:: EXERCISE DIRECTIONS ::
Beginning with the line below that contains "with language models." and ending with the line that contains "pub mod pipeline;", copy every line exactly. Copy nothing else.

:: Collected data ::
☆ ☆ ☆ ☆ ☆ ☆ ☆

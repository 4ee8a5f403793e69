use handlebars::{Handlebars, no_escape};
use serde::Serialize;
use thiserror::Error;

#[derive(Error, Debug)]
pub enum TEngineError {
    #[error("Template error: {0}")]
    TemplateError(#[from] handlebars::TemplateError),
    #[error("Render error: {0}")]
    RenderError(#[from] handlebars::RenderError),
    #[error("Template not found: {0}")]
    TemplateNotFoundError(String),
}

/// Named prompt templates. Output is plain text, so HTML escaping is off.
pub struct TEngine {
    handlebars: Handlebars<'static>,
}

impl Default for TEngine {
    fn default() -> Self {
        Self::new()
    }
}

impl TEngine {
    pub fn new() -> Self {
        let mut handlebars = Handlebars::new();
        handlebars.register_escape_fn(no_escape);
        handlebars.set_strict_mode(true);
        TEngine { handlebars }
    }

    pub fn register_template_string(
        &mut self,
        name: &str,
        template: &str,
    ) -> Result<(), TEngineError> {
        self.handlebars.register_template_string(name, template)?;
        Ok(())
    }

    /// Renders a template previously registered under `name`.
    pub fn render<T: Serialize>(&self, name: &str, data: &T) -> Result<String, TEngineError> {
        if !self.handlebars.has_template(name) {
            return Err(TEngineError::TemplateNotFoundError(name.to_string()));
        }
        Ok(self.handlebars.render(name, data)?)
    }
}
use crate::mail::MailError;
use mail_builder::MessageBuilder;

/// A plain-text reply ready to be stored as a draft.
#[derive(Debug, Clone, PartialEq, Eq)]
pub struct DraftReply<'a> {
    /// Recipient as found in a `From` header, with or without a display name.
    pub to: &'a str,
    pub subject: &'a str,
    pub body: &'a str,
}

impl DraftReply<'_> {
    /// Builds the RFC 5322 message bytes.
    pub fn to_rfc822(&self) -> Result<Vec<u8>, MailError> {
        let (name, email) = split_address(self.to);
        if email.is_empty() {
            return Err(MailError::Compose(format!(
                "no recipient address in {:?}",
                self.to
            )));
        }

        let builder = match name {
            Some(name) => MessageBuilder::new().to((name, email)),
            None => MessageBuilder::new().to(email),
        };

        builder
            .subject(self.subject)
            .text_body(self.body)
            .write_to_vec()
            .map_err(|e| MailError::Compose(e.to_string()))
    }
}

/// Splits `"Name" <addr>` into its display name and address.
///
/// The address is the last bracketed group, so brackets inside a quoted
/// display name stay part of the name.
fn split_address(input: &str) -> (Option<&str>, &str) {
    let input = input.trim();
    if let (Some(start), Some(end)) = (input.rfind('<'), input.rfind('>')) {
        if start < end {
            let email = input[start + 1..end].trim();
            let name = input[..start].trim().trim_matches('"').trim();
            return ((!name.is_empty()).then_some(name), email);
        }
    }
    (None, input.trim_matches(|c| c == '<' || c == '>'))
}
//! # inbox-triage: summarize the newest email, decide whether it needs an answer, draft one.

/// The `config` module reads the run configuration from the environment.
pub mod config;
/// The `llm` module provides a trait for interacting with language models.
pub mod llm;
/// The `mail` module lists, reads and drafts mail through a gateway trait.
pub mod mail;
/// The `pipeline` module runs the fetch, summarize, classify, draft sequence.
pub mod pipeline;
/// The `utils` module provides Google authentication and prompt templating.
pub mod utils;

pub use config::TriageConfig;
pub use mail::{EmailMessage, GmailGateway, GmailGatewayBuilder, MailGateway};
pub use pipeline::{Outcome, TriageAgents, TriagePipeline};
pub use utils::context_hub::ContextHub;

☆ ☆ ☆ ☆ ☆ ☆ ☆

:: EXERCISE SOLUTION ::
/// The `llm` module provides a trait for interacting with language models.
pub mod llm;
/// The `mail` module lists, reads and drafts mail through a gateway trait.
pub mod mail;
/// The `pipeline` module runs the fetch, summarize, classify, draft sequence.
pub mod pipeline;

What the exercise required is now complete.